Minha vida em duas rodas: a saga de magali, a magrela
Texto: Lígia Benevides
(http://poizentao.blogspot.com/2010/05/bicicletada-de-aniversario.html)
Desde o meu primeiro dia de vida em Brasília, o que eu mais queria nesta vida era ter uma bicicleta para saracotear por aí pedalando. Assim que consegui a minha magrela, preta e amarela, a quem carinhosamente chamo de Magali, comecei a pedalar por aí. Inicialmente, meus trajetos eram modestos: UnB e imediações. Aos poucos, sem perceber, comecei a diminuir o tempo que eu gastava pra ir de um lugar a outro: meu condicionamento físico agradeceu as pedaladas tornando-se melhor e mais resistente.
Não é fácil usar a bicicleta como meio de transporte. Às vezes a distância é muito grande, às vezes está muito ensolarado, às vezes muito frio, às vezes chove. Motoristas que acreditam piamente que as vias asfaltadas são para seu uso exclusivo atrapalham demais a vida do bicicletista. Eles buzinam, xingam, passam a menos de 30cm de distância de você, enfim, agem como dementes. Mas a malandragem tem paciência, sabe esperar. Daqui a uns anos veremos várias ruas das cidades fechadas aos carros e permitidas somente às bicicletas e aos pedestres. Esse dia há de chegar.
Com o tempo fui ficando mais esperta com relação aos caminhos que poderia pegar. Parei de andar nas fedidas passarelas de Brasília para me arriscar nas tesourinhas. Na primeira vez, achei que fosse infartar, tamanha a quantidade de adrenalina correndo velozmente pelo meu sangue. Gritei um UHU que ecoou viaduto adentro, e saí viva e feliz, cortando as asinhas da cidade pela tesourinha (agora eu entendo esse “apelido”). Hoje em dia, já sei quais são as melhores tesourinhas, as mais íngremes, as mais conservadas, as mais vazias. Isso contribui muito para minha mobilidade biciclística.
Há umas semanas atrás um primo meu que mora há muitos anos em Brasília, mas que não anda de bicicleta por aí, revelou sua vontade de começar a pedalar, mas acrescentou o medo do perigo. O perigo não está em andar de bicicleta. O perigo está nos motoristas estúpidos, sem educação, egoístas, que não satisfeitos com as largas vias da cidade, ameaçam com sua máquina de correr a vida das pessoas, por cinco segundo a mais que terão que esperar. As pessoas falam de paz, de amor, de tranqüilidade, mas nada disso passa pela cabeça delas quando estão dirigindo. A “sociedade do automóvel” é egoísta demais para ter o entendimento de que uma pessoa em uma bicicleta é apenas uma pessoa em uma bicicleta, e não um criminoso, um sacana, que está ali só pra te atrapalhar.
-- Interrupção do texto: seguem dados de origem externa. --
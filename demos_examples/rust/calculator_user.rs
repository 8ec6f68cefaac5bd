/// A module that uses Calculator to test relationship preservation on reindex
use crate::calculator::Calculator;

/// Process some numbers using the calculator
pub fn process_numbers() -> i32 {
    let mut calc = Calculator::new(10);
    calc.add(5);
    calc.times(2);
    calc.get_value()
}

/// Another function that uses the calculator
pub fn compute_total(values: &[i32]) -> i32 {
    let mut calc = Calculator::new(0);
    for v in values {
        calc.add(*v);
    }
    calc.get_value()
}

/// Compute difference between two values
pub fn compute_difference(a: i32, b: i32) -> i32 {
    let mut calc = Calculator::new(a);
    calc.subtract(b);
    calc.get_value()
}
impl InheritanceResolver for JavaScriptInheritanceResolver {
    fn add_inheritance(&mut self, child: String, parent: String, kind: &str) {
        match kind {
            "extends" => {
                // Class extends class (single inheritance)
                self.class_extends.insert(child, parent);
            }
            _ => {
                // JavaScript only supports extends, ignore other relationships
            }
        }
    }

    fn resolve_method(&self, type_name: &str, method_name: &str) -> Option<String> {
        // Check if the type has this method
        if let Some(methods) = self.type_methods.get(type_name) {
            if methods.iter().any(|m| m == method_name) {
                return Some(type_name.to_string());
            }
        }

        // Check parent class
        if let Some(parent) = self.class_extends.get(type_name) {
            if let Some(resolved) = self.resolve_method(parent, method_name) {
                return Some(resolved);
            }
        }

        None
    }

    fn get_inheritance_chain(&self, type_name: &str) -> Vec<String> {
        let mut chain = vec![type_name.to_string()];
        let mut visited = std::collections::HashSet::new();
        visited.insert(type_name.to_string());

        // Add parent class
        if let Some(parent) = self.class_extends.get(type_name) {
            if visited.insert(parent.clone()) {
                chain.push(parent.clone());
                // Recursively get parent's chain
                for ancestor in self.get_inheritance_chain(parent) {
                    if visited.insert(ancestor.clone()) {
                        chain.push(ancestor);
                    }
                }
            }
        }

        chain
    }

    fn is_subtype(&self, child: &str, parent: &str) -> bool {
        // Check direct class extension
        if let Some(direct_parent) = self.class_extends.get(child) {
            if direct_parent == parent {
                return true;
            }
            // Recursive check
            if self.is_subtype(direct_parent, parent) {
                return true;
            }
        }

        false
    }

    fn add_type_methods(&mut self, type_name: String, methods: Vec<String>) {
        self.type_methods
            .entry(type_name)
            .or_default()
            .extend(methods);
    }

    fn get_all_methods(&self, type_name: &str) -> Vec<String> {
        let mut all_methods = Vec::new();
        let mut visited = std::collections::HashSet::new();

        fn collect_methods(
            resolver: &JavaScriptInheritanceResolver,
            type_name: &str,
            all_methods: &mut Vec<String>,
            visited: &mut std::collections::HashSet<String>,
        ) {
            if !visited.insert(type_name.to_string()) {
                return;
            }

            // Add this type's methods
            if let Some(methods) = resolver.type_methods.get(type_name) {
                for method in methods {
                    if !all_methods.contains(method) {
                        all_methods.push(method.clone());
                    }
                }
            }

            // Check parent class
            if let Some(parent) = resolver.class_extends.get(type_name) {
                collect_methods(resolver, parent, all_methods, visited);
            }
        }

        collect_methods(self, type_name, &mut all_methods, &mut visited);
        all_methods
    }
}
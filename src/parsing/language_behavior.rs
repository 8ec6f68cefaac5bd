//! Language-specific behavior abstraction
//!
//! This module provides the LanguageBehavior trait which encapsulates
//! all language-specific logic needed by the Extractor: module-path
//! derivation, inheritance resolution, and the rest of the per-language
//! conventions a parser alone can't express.
//!
//! # Architecture
//!
//! The LanguageBehavior trait keeps language modularity in the code-graph
//! indexing engine. It works in conjunction with:
//!
//! - `LanguageParser`: Handles AST parsing for each language
//! - `ParserFactory`: Creates parser-behavior pairs
//! - `IndexPipeline`: Uses behaviors to process symbols without language-specific code
//!
//! # Example Usage
//!
//! ```rust
//! use codetrace_engine::parsing::{ParserFactory, Language};
//! use codetrace_engine::types::{FileId, SymbolCounter};
//! use codetrace_engine::Settings;
//! use std::sync::Arc;
//!
//! # fn main() -> Result<(), Box<dyn std::error::Error>> {
//! // Create settings
//! let settings = Arc::new(Settings::default());
//!
//! // Create factory and get parser-behavior pair
//! let factory = ParserFactory::new(settings);
//! let mut pair = factory.create_parser_with_behavior(Language::Rust)?;
//!
//! // Prepare parsing context
//! let code = "fn main() { println!(\"Hello\"); }";
//! let file_id = FileId::new(1).ok_or("Invalid file ID")?;
//! let mut counter = SymbolCounter::new();
//!
//! // Parse code with the parser
//! let mut symbols = pair.parser.parse(code, file_id, &mut counter);
//!
//! // Process symbols with the behavior
//! for symbol in &mut symbols {
//!     pair.behavior.configure_symbol(symbol, Some("crate::module"));
//! }
//!
//! println!("Parsed {} symbols", symbols.len());
//! # Ok(())
//! # }
//! ```
//!
//! # Implementing a New Language
//!
//! To add support for a new language:
//!
//! 1. Create a parser implementing `LanguageParser`
//! 2. Create a behavior implementing `LanguageBehavior`
//! 3. Register both in `ParserFactory`
//! 4. (Future) Register in the language registry for auto-discovery

use crate::parsing::resolution::{
    GenericInheritanceResolver, GenericResolutionContext, ImportBinding, ImportOrigin,
    InheritanceResolver, PipelineSymbolCache, ResolutionScope, ScopeLevel,
};
use crate::relationship::RelationKind;
use crate::{FileId, Symbol, SymbolId, SymbolKind, Visibility};
use std::path::{Path, PathBuf};
use tree_sitter::Language;

/// Role in a relationship (source or target)
///
/// Used during symbol disambiguation to indicate whether we're looking
/// for the "from" symbol (e.g., struct implementing) or the "to" symbol
/// (e.g., trait being implemented).
#[derive(Debug, Clone, Copy, PartialEq, Eq)]
pub enum RelationRole {
    /// The source symbol in a relationship
    From,
    /// The target symbol in a relationship
    To,
}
Não consegui incentivar meu primo. Eu me garanto, mas se algo acontecesse a ele, eu me sentiria mal pra sempre.
Os motoristas xingam os pedestres quando estes andam num passo normal pela faixa. Muitos, eu já ouvi, dizem que “a pessoa pode até passar pela faixa, mas tinha que acelerar o passo”. Eu não vou nem comentar. Aliás, eu vou sim. Compare a extensão de uma rua com a extensão de uma faixa de pedestres. A faixa deve ocupar cerca de 0,001% da extensão de toda a rua, e ainda assim, o pedestre tem que “andar rápido”. Tenho preguiça da falta de consciência da sociedade brasileira. Seremos uma sociedade sem solução?
Há um ano um grupo de jovens que usam a bicicleta como meio de transporte fez uma placa onde estava escrito “Praça das Bicicletas”. Penduraram-na em um poste que ilumina o Conjunto Cultural da República, em Brasília (DF). É uma imensa quadra, onde existe uma biblioteca, que aos poucos toma vida, e um museu, que abriga exposições, exibições de filmes, palestras e afins. Ao redor, um vazio preenchido por poucos bancos e muito cimento e concreto, convidativo aos skatistas, patinadores e ciclistas. Pendurada a placa, ali agora é a Praça das Bicicletas, que abriga um paraciclo e muita tinta colorida no chão, com desenhos de bicicletas.
Depois de amanhã, dia 28, às 19h, comemora-se um ano dessa ação afirmativa dos bicicleteiros de Brasília, com uma Bicicletada de Aniversário comemorando 1 ano da inauguração da Praça das Bicicletas. Leve sua bicicleta, apitos, balões e, principalmente, sua alegria e disposição. É preciso que as pessoas respeitem a diversidade também no trânsito. Há espaço para todos. Eu escolho a bicicleta, o vento na cara, os cheiros que só sente quem respira fundo, o suor, o calor e a vida.